Saturday, October 1, 2011

LITA 2011 Day 2 - Keynote - On the Web, Of the Web : A Possible Future


Karen Coyle presented this excellent keynote to begin day 2 of the the 2011 LITA National Forum.

She began by expressing a key sentiment from the prior day's keynote, that we are getting toward the end of something and the beginning of something else. Below are my notes expressing many of the key concepts:


“If Moses were to come down from the mountain today he would have to come down with comments enabled.”

Wikileaks and bloggers are examples of actors who are changing the balance of power. Print isn't going away but it is waning. Print will become analogous to electronic like live performances are to recordings. We haven't managed to progress beyond filenames on computers – we don't see title and author information when we look at what we've downloaded.

The world where books are written and other books are written later to respond to that book are disappearing. Our conversations have become faster and shorter. Coyle sees a new media now is dominating old media. Informal communication is becoming formalized. With Facebook, Twitter and email we've lost our ability to be off the record.

There are two primary activities that libraries are engaged in that can help. One is the FRamily (FRBR, etc). The second is linked data. This is the year that linked data is going big and several libraries in Europe are already implimenting it in their catalogs.

Linked data is a metadata format that is designed for the web, and the web is where we need to be. It provides a flexibility that you can't get with other formats and an expansion of your metadata in a non disruptive way. Linked data can be built up incrementally without having to change your technology. The MARC record is comparatively all or nothing. With the use of identifiers multiple language displays are easy.

The Semantic Web vs. the Pedantic Web.

Library catalog data can be cryptic “xii, 356 p.; 23 cm.” What's 23 cm? What does xii mean? “Library cataloging is like the secret language of twins.” It doesn't make sense to put this out on the web. We're too focused on our stuff, not on our stuff as to be organized as knowledge.

Neither FRBR nor RDA address the isssue of subject headings and organize information topically. Search engines do keyword rather than topic searching because it's easy. The simple search box puts a big burdon on the user to figure out what they should put in that will match what they are looking for. “At the same time, it is known that users in their attempts to search by subject sometimes find themselves at a loss for words” - Elaine Svenonius. Searching for concepts or things with common terms in their names causes problems with the simple search box.

Wikipedia is organized information and has concepts that don't appear easily in a keyword search, which is part of why it's so important in Google searches. Keyword searching is like dumpster diving or dynamite fishing for information. We pay attention to what's right in searching and ignore what's wrong.

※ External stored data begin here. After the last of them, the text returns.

use spill_core::JournalEntry;

/// Casual "talk it through like a friend" prompt for a general chat assistant.
pub const CHAT_PROMPT: &str = "\
below is my journal entry. wyt? talk through it with me like a friend. don't \
therpaize me and give me a whole breakdown, don't repeat my thoughts with \
headings. really take all of this, and tell me back stuff truly as if you're an \
old homie.\n\
\n\
Keep it casual, dont say yo, help me make new connections i don't see, comfort, \
validate, challenge, all of it.\n\
\n\
do not just go through every single thing i say, and say it back to me. you need \
to proccess everythikng is say, make connections i don't see it, and deliver it \
all back to me as a story that makes me feel what you think i wanna feel. thats \
what the best therapists do.\n\
\n\
ideally, you're style/tone should sound like the user themselves. it's as if the \
user is hearing their own tone but it should still feel different, because you \
have different things to say and don't just repeat back they say.\n\
\n\
else, start by saying, \"hey, thanks for sharing this with me, let me reflect on \
what you've written...\"\n\
\n\
my entry:";

/// Append the chat prompt followed by the entry.
pub fn append_prompt(prompt: &mut String, entry: &JournalEntry) {
    prompt.push_str(CHAT_PROMPT);
    prompt.push_str("\n\n");
    prompt.push_str(entry.as_str());
    prompt.push('\n');
}
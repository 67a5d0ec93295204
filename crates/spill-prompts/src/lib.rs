pub mod chat;
pub mod claude;
pub mod instructions;
pub mod session;

pub use instructions::{voice_agent_instructions, VOICE_AGENT_INSTRUCTIONS};
pub use session::VoiceSessionConfig;
use spill_core::{JournalEntry, ReflectionTarget};
use tracing::debug;

/// The fixed prompt text for a target, without any entry attached.
pub fn prompt_for(target: ReflectionTarget) -> &'static str {
    match target {
        ReflectionTarget::Voice => instructions::VOICE_AGENT_INSTRUCTIONS,
        ReflectionTarget::ChatGpt => chat::CHAT_PROMPT,
        ReflectionTarget::Claude => claude::CLAUDE_PROMPT,
    }
}

/// Assemble the full prompt for a given entry and target.
///
/// For [`ReflectionTarget::Voice`] this is the instruction text verbatim; the
/// entry reaches the voice agent as session context (see [`VoiceSessionConfig`]).
pub fn assemble_prompt(entry: &JournalEntry, target: ReflectionTarget) -> String {
    let mut prompt = String::new();

    match target {
        ReflectionTarget::Voice => prompt.push_str(voice_agent_instructions()),
        ReflectionTarget::ChatGpt => chat::append_prompt(&mut prompt, entry),
        ReflectionTarget::Claude => claude::append_prompt(&mut prompt, entry),
    }

    debug!(
        target_name = target.as_str(),
        entry_words = entry.word_count(),
        prompt_len = prompt.len(),
        "assembled reflection prompt"
    );
    prompt
}
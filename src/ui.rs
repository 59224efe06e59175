use iced::widget::canvas::Canvas;
use iced::widget::{
    button, column, container, row, scrollable, text, text_input, Column, Row, Space,
};
use iced::{Alignment, Background, Border, Color, Element, Length, Shadow, Theme, Vector};

use crate::chart::{ChartColors, DatasetChart};
use crate::chartspec::build_chart_spec;
use crate::model::{AppState, ChartType, DataPoint, Dataset, Note, Task};
use crate::palette::{parse_color, PaletteKind};
use crate::stats::{format_value, summarize};
use crate::store::{self, FileStore};

// ─── UI PALETTE ─────────────────────────────────────────────────

/// Semantic colors for the dashboard chrome (the chart palettes live in
/// `palette.rs`; this is just the window dressing).
#[derive(Debug, Clone, Copy)]
pub struct UiPalette {
    pub bg: Color,
    pub panel_bg: Color,
    pub sidebar_bg: Color,
    pub border: Color,
    pub grid: Color,
    pub label: Color,
    pub text: Color,
    pub accent: Color,
    pub green: Color,
    pub red: Color,
    pub yellow: Color,
}

const fn hex(r: u8, g: u8, b: u8) -> Color {
    Color::from_rgb(r as f32 / 255.0, g as f32 / 255.0, b as f32 / 255.0)
}

const DARK: UiPalette = UiPalette {
    bg: hex(0x1e, 0x1e, 0x2e),
    panel_bg: hex(0x18, 0x18, 0x25),
    sidebar_bg: hex(0x11, 0x11, 0x1b),
    border: hex(0x31, 0x32, 0x44),
    grid: Color::from_rgba(1.0, 1.0, 1.0, 0.06),
    label: hex(0xa6, 0xad, 0xc8),
    text: hex(0xcd, 0xd6, 0xf4),
    accent: hex(0x89, 0xb4, 0xfa),
    green: hex(0xa6, 0xe3, 0xa1),
    red: hex(0xf3, 0x8b, 0xa8),
    yellow: hex(0xf9, 0xe2, 0xaf),
};

// ─── MESSAGE & ENUMS ───────────────────────────────────────────

#[derive(Debug, Clone)]
pub enum Message {
    TabSelected(Tab),
    // Tasks
    TaskInputChanged(String),
    TaskSubmitted,
    TaskToggled(usize),
    TaskDeleted(usize),
    // Notes
    NoteTitleChanged(String),
    NoteBodyChanged(String),
    NoteSubmitted,
    NoteDeleted(usize),
    // Datasets
    NewDatasetNameChanged(String),
    NewDatasetTypeSelected(ChartType),
    DatasetCreated,
    DatasetSelected(String),
    RenameStarted,
    RenameInputChanged(String),
    RenameCommitted,
    RenameCanceled,
    DatasetDuplicated,
    DatasetDeleted,
    DatasetExported,
    ImportPathChanged(String),
    DatasetImported,
    // Data points
    PointLabelChanged(String),
    PointValueChanged(String),
    PointSubmitted,
    PointEditStarted(usize),
    PointEditLabelChanged(String),
    PointEditValueChanged(String),
    PointEditCommitted,
    PointEditCanceled,
    PointDeleted(usize),
    // Chart controls
    ChartTypeSelected(ChartType),
    PaletteSelected(PaletteKind),
    OptionToggled(DisplayToggle),
}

Even tagging is not a good answer. We are using Victorian era knowledge schemes – Cookery has finally become Cooking, too little, too late. We can use computing to do a lot of interesting things with faceting – things that were worked on by Raganathan and others in the past, but were too complex to be implemented in an analog fashion. We tend to be good at helping people find a title, but not so good at finding a concept.

Users need to use information, not just find it. Use is an information activity and we should be available to support information activities. Linked data can help.

The library catalog needs to become a backroom database, not what gets shown to users. We have to move beyond the catalog. It may be wasted time to try and make the catalog better. It may be better to figure out how to make that information useful to people where they do their work.

The concepts behind FRBR were find, identify, select, and obtain. We need to really focus on find and make that the priority, and then add on a major focus of use. If FRBR and RDA are going to support this need to change radically and evolve. There are data points that we need that are not included in these standards.

Users flock to Wikipedia because the knowledge is organized and they can understand it.